Jake ließ sein Glas sinken, bevor er getrunken hatte. „Dein Vater hat dich davon überzeugt, dass es besser für dich ist, allein zu sein?“

„Hauptsächlich.“

Ihr war anzusehen, dass das nur die halbe Wahrheit war. Immerhin öffnete sie sich ein wenig. Jake wollte sie nicht mit Themen verschrecken, über die sie nicht zu sprechen bereit war.

„Weil er Pech in der Liebe gehabt hat?“, wollte er wissen.

„Ich habe meinen Vater so oft verliebt gesehen, dass das Wort für mich seine Bedeutung verloren hat.
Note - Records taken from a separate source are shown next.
//! The ledger contract: named transactions over the world state.
//!
//! Transactions are wired into an explicit registry rather than discovered by
//! reflection, and every mutating path goes through the same existence
//! predicate before touching the store.

use crate::store::StateStore;
use tally_common::canonical::to_canonical_bytes;
use tally_common::message::TransactionCall;
use tally_common::record::{Payment, Record, Subject};
use tally_common::ContractError;

use std::collections::HashMap;

use serde_json::Value;

type Handler = fn(&mut dyn StateStore, &[String]) -> Result<Vec<u8>, ContractError>;

pub struct LedgerContract {
    registry: HashMap<&'static str, Handler>,
}

impl Default for LedgerContract {
    fn default() -> Self {
        Self::new()
    }
}

impl LedgerContract {
    pub fn new() -> Self {
        let mut registry: HashMap<&'static str, Handler> = HashMap::new();
        registry.insert("InitLedger", init_ledger);
        registry.insert("CreatePayment", create_payment);
        registry.insert("CreateSubject", create_subject);
        registry.insert("ReadPayment", read_payment);
        registry.insert("UpdatePayment", update_payment);
        registry.insert("DeletePayment", delete_payment);
        registry.insert("TransferPayment", transfer_payment);
        registry.insert("PaymentExists", payment_exists);
        registry.insert("GetAllAssets", get_all_assets);
        // Historical alias kept for callers of the payment-only name.
        registry.insert("GetAllPayments", get_all_assets);
        Self { registry }
    }

    pub fn invoke(
        &self,
        store: &mut dyn StateStore,
        call: &TransactionCall,
    ) -> Result<Vec<u8>, ContractError> {
        let handler = self
            .registry
            .get(call.name.as_str())
            .ok_or_else(|| ContractError::UnknownTransaction(call.name.clone()))?;
        handler(store, &call.args)
    }
}

/// True iff the key holds a non-empty value. Every create/update/delete/
/// transfer checks through here before mutating.
fn record_exists(store: &dyn StateStore, key: &str) -> bool {
    store
        .get(key.as_bytes())
        .map_or(false, |value| !value.is_empty())
}

fn expect_args(transaction: &str, args: &[String], expected: usize) -> Result<(), ContractError> {
    if args.len() != expected {
        return Err(ContractError::ArgumentCount {
            transaction: transaction.to_string(),
            expected,
            actual: args.len(),
        });
    }
    Ok(())
}

fn put_record(store: &mut dyn StateStore, record: &Record) -> Result<Vec<u8>, ContractError> {
    let bytes = to_canonical_bytes(record)?;
    store.put(record.key().as_bytes(), &bytes);
    Ok(bytes)
}

/// Fixed sample payments seeded by InitLedger. Dates are pre-rendered ISO
/// strings so every replica stores identical bytes.
fn sample_payments() -> Vec<Payment> {
    let sample = |id: &str, order: &str, kind: &str, date: &str, total: f64| Payment {
        payment_id: id.into(),
        order_id: order.into(),
        payment_type: kind.into(),
        payment_date_time: date.into(),
        payment_receipt_uri: "Tomoko.com".into(),
        payment_receipt_hash: "Tomoko".into(),
        payment_total: total,
        owner: None,
    };
    vec![
        sample("payment1", "ord1", "contanti", "2000-02-01T03:03:03.000Z", 300.0),
        sample("payment2", "ord2", "POS", "2020-02-01T03:03:03.000Z", 30.0),
        sample("payment3", "ord3", "rate", "2023-02-01T03:03:03.000Z", 300.0),
        sample("payment5", "ord5", "contanti", "2000-02-01T03:03:03.000Z", 300.0),
        sample("payment6", "ord6", "POS", "2020-02-01T03:03:03.000Z", 30.0),
        sample("payment4", "ord4", "rate", "2023-02-01T03:03:03.000Z", 300.0),
    ]
}

fn init_ledger(store: &mut dyn StateStore, args: &[String]) -> Result<Vec<u8>, ContractError> {
    expect_args("InitLedger", args, 0)?;
    for payment in sample_payments() {
        put_record(store, &Record::Payment(payment))?;
    }
    Ok(Vec::new())
}

fn create_payment(store: &mut dyn StateStore, args: &[String]) -> Result<Vec<u8>, ContractError> {
    expect_args("CreatePayment", args, 7)?;
    let payment_id = &args[0];
    if record_exists(&*store, payment_id) {
        return Err(ContractError::AlreadyExists(payment_id.clone()));
    }
    let payment = payment_from_args(args)?;
    put_record(store, &Record::Payment(payment))
}

fn create_subject(store: &mut dyn StateStore, args: &[String]) -> Result<Vec<u8>, ContractError> {
    expect_args("CreateSubject", args, 3)?;
    let user_id = &args[0];
    if record_exists(&*store, user_id) {
        return Err(ContractError::AlreadyExists(user_id.clone()));
    }
    let subject = Subject {
        user_id: user_id.clone(),
        username: args[1].clone(),
        tax_payer_id: args[2].clone(),
    };
    put_record(store, &Record::Subject(subject))
}

fn read_payment(store: &mut dyn StateStore, args: &[String]) -> Result<Vec<u8>, ContractError> {
    expect_args("ReadPayment", args, 1)?;
    let id = &args[0];
    match store.get(id.as_bytes()) {
        Some(bytes) if !bytes.is_empty() => Ok(bytes),
        _ => Err(ContractError::NotFound(id.clone())),
    }
}

fn update_payment(store: &mut dyn StateStore, args: &[String]) -> Result<Vec<u8>, ContractError> {
    expect_args("UpdatePayment", args, 7)?;
    let payment_id = &args[0];
    if !record_exists(&*store, payment_id) {
        return Err(ContractError::NotFound(payment_id.clone()));
    }
    // Full replace, not a merge: a previously transferred owner is dropped.
    let payment = payment_from_args(args)?;
    put_record(store, &Record::Payment(payment))
}

fn delete_payment(store: &mut dyn StateStore, args: &[String]) -> Result<Vec<u8>, ContractError> {
    expect_args("DeletePayment", args, 1)?;
    let id = &args[0];
    if !record_exists(&*store, id) {
        return Err(ContractError::NotFound(id.clone()));
    }
    store.delete(id.as_bytes());
    Ok(Vec::new())
}

/// Reassigns the payment's owner and returns the previous owner, which is
/// empty before the first transfer.
fn transfer_payment(store: &mut dyn StateStore, args: &[String]) -> Result<Vec<u8>, ContractError> {
    expect_args("TransferPayment", args, 2)?;
    let id = &args[0];
    let new_owner = &args[1];
    let bytes = match store.get(id.as_bytes()) {
        Some(bytes) if !bytes.is_empty() => bytes,
        _ => return Err(ContractError::NotFound(id.clone())),
    };
    let record: Record =
        serde_json::from_slice(&bytes).map_err(|_| ContractError::Malformed(id.clone()))?;
    match record {
        Record::Payment(mut payment) => {
            let previous = payment.owner.replace(new_owner.clone()).unwrap_or_default();
            put_record(store, &Record::Payment(payment))?;
            Ok(previous.into_bytes())
        }
        Record::Subject(_) => Err(ContractError::NotAPayment(id.clone())),
    }
}

fn payment_exists(store: &mut dyn StateStore, args: &[String]) -> Result<Vec<u8>, ContractError> {
    expect_args("PaymentExists", args, 1)?;
    let found = record_exists(&*store, &args[0]);
    Ok(if found { b"true".to_vec() } else { b"false".to_vec() })
}

/// Full-range listing. Entries that fail to parse degrade to their raw text
/// instead of failing the scan. An optional single argument filters by the
/// `docType` tag.
fn get_all_assets(store: &mut dyn StateStore, args: &[String]) -> Result<Vec<u8>, ContractError> {
    if args.len() > 1 {
        return Err(ContractError::TooManyArguments {
            transaction: "GetAllAssets".to_string(),
            max: 1,
            actual: args.len(),
        });
    }
    let filter = args.first().map(String::as_str);
    let mut results: Vec<Value> = Vec::new();
    for (_, value) in store.range_scan(b"", b"") {
        match serde_json::from_slice::<Value>(&value) {
            Ok(parsed) => {
                if let Some(kind) = filter {
                    if parsed.get("docType").and_then(Value::as_str) != Some(kind) {
                        continue;
                    }
                }
                results.push(parsed);
            }
            Err(_) => {
                if filter.is_none() {
                    results.push(Value::String(String::from_utf8_lossy(&value).into_owned()));
                }
            }
        }
    }
    Ok(serde_json::to_vec(&results)?)
}

fn payment_from_args(args: &[String]) -> Result<Payment, ContractError> {
    let total = args[6]
        .parse::<f64>()
        .map_err(|e| ContractError::InvalidArgument {
            name: "paymentTotal",
            reason: e.to_string(),
        })?;
    Ok(Payment {
        payment_id: args[0].clone(),
        order_id: args[1].clone(),
        payment_type: args[2].clone(),
        payment_date_time: args[3].clone(),
        payment_receipt_uri: args[4].clone(),
        payment_receipt_hash: args[5].clone(),
        payment_total: total,
        owner: None,
    })
}
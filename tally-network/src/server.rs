use crate::common::{PeerChannel, Reader, Writer};

use std::collections::{hash_map::Entry, HashMap};
use std::net::SocketAddr;

use bytes::Bytes;
use futures::{SinkExt, StreamExt};
use log::{error, trace, warn};
use tokio::{
    net::{TcpListener, TcpStream},
    sync::mpsc::{channel, Receiver, Sender},
};
use tokio_util::codec::{Framed, LengthDelimitedCodec};

/// Accepts framed TCP connections and shuttles frames between them and the
/// owning task, addressed by peer socket address.
pub struct Server {
    listen_addr: SocketAddr,
    inbound: Sender<(SocketAddr, Bytes)>,
    outbound: Receiver<(SocketAddr, Bytes)>,
    connections: HashMap<SocketAddr, Sender<Bytes>>,
}

impl Server {
    pub fn spawn(listen_addr: SocketAddr) -> PeerChannel {
        let (inbound, ret_receiver) = channel(1000);
        let (ret_sender, outbound) = channel(1000);
        tokio::spawn(async move {
            Self {
                listen_addr,
                inbound,
                outbound,
                connections: Default::default(),
            }
            .run()
            .await;
        });
        (ret_sender, ret_receiver)
    }

    async fn run(&mut self) {
        let listener = TcpListener::bind(self.listen_addr)
            .await
            .expect("Failed to bind TCP port!");
        loop {
            tokio::select! {
                accepted = listener.accept() => {
                    match accepted {
                        Ok((socket, peer_addr)) => {
                            trace!("accepted connection from {}", peer_addr);
                            let (sender, receiver) = channel(1000);
                            self.connections.insert(peer_addr, sender);
                            Connection::spawn(peer_addr, socket, self.inbound.clone(), receiver);
                        }
                        Err(e) => error!("accept failed: {e:?}"),
                    }
                }
                Some((peer_addr, frame)) = self.outbound.recv() => {
                    match self.connections.entry(peer_addr) {
                        Entry::Occupied(mut entry) => {
                            trace!("sending frame to {}", peer_addr);
                            if let Err(e) = entry.get_mut().send(frame).await {
                                warn!("disconnected from {}: {}", peer_addr, e);
                                entry.remove();
                            }
                        }
                        Entry::Vacant(_) => warn!("no connection from {}", peer_addr),
                    }
                }
            }
        }
    }
}

struct Connection {
    remote_addr: SocketAddr,
    inbound: Sender<(SocketAddr, Bytes)>,
    outbound: Receiver<Bytes>,
    reader: Reader,
    writer: Writer,
}

impl Connection {
    fn spawn(
        remote_addr: SocketAddr,
        socket: TcpStream,
        inbound: Sender<(SocketAddr, Bytes)>,
        outbound: Receiver<Bytes>,
    ) {
        let (writer, reader) = Framed::new(socket, LengthDelimitedCodec::new()).split();
        tokio::spawn(async move {
            Self {
                remote_addr,
                inbound,
                outbound,
                reader,
                writer,
            }
            .run()
            .await
        });
    }

    async fn run(&mut self) {
        loop {
            tokio::select! {
                maybe = self.reader.next() => {
                    match maybe {
                        Some(Ok(frame)) => {
                            trace!("received frame from {}", self.remote_addr);
                            if self
                                .inbound
                                .send((self.remote_addr, frame.freeze()))
                                .await
                                .is_err()
                            {
                                return;
                            }
                        }
                        Some(Err(e)) => {
                            error!("read from {} failed: {}", self.remote_addr, e);
                            return;
                        }
                        None => {
                            trace!("{} closed the connection", self.remote_addr);
                            return;
                        }
                    }
                },
                Some(frame) = self.outbound.recv() => {
                    if let Err(e) = self.writer.send(frame).await {
                        warn!("disconnected from {}: {}", self.remote_addr, e);
                        return;
                    }
                }
            }
        }
    }
}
Mir ist inzwischen klar, dass er in die Liebe verliebt ist. Und dann ist da noch Tabby, meine Schwester“, fügte sie hinzu.

„Älter oder jünger?“

„Älter. Einmal geschieden, zum zweiten Mal verlobt. Bei ihr hat es mit der wahren Liebe auch nicht so richtig geklappt, obwohl es an zahlreichen Versuchen nicht gemangelt hat.“

„Und was ist mit Madeline?“

„Die ist nicht interessiert.“

„Vielleicht irrst du dich.“

„Nein“, sagte sie. „Es lohnt sich nicht.“

Er deutete auf ihr Glas. „Es ist halb voll.“

Sie zeigte auf seines. „Deins ist fast leer.“

„Dem kann ich leicht abhelfen.“ Er nahm den Krug und schenkte sich nach. „Siehst du? Es ist alles eine Frage der Einstellung.“

Maddy runzelte die Stirn, obwohl Jake glaubte, ein amüsiertes Funkeln in ihren Augen gesehen zu haben. Allerdings war es rasch verschwunden, und sie wirkte wieder unnahbar.

„Die Einstellung ändert gar nichts. Ich weiß überhaupt nicht, weshalb wir darüber sprechen. Wir sind wegen einer Wohltätigkeitsveranstaltung hier, nicht aus privatem Interesse.“ Sie stockte zum ersten Mal für einen kurzen Moment und fügte hinzu: „Oder aus gegenseitiger Anziehung.“

„Sprich nur für dich.“

Ihr Puls beschleunigte sich, was an ihrer Halsschlagader sehr gut zu erkennen war.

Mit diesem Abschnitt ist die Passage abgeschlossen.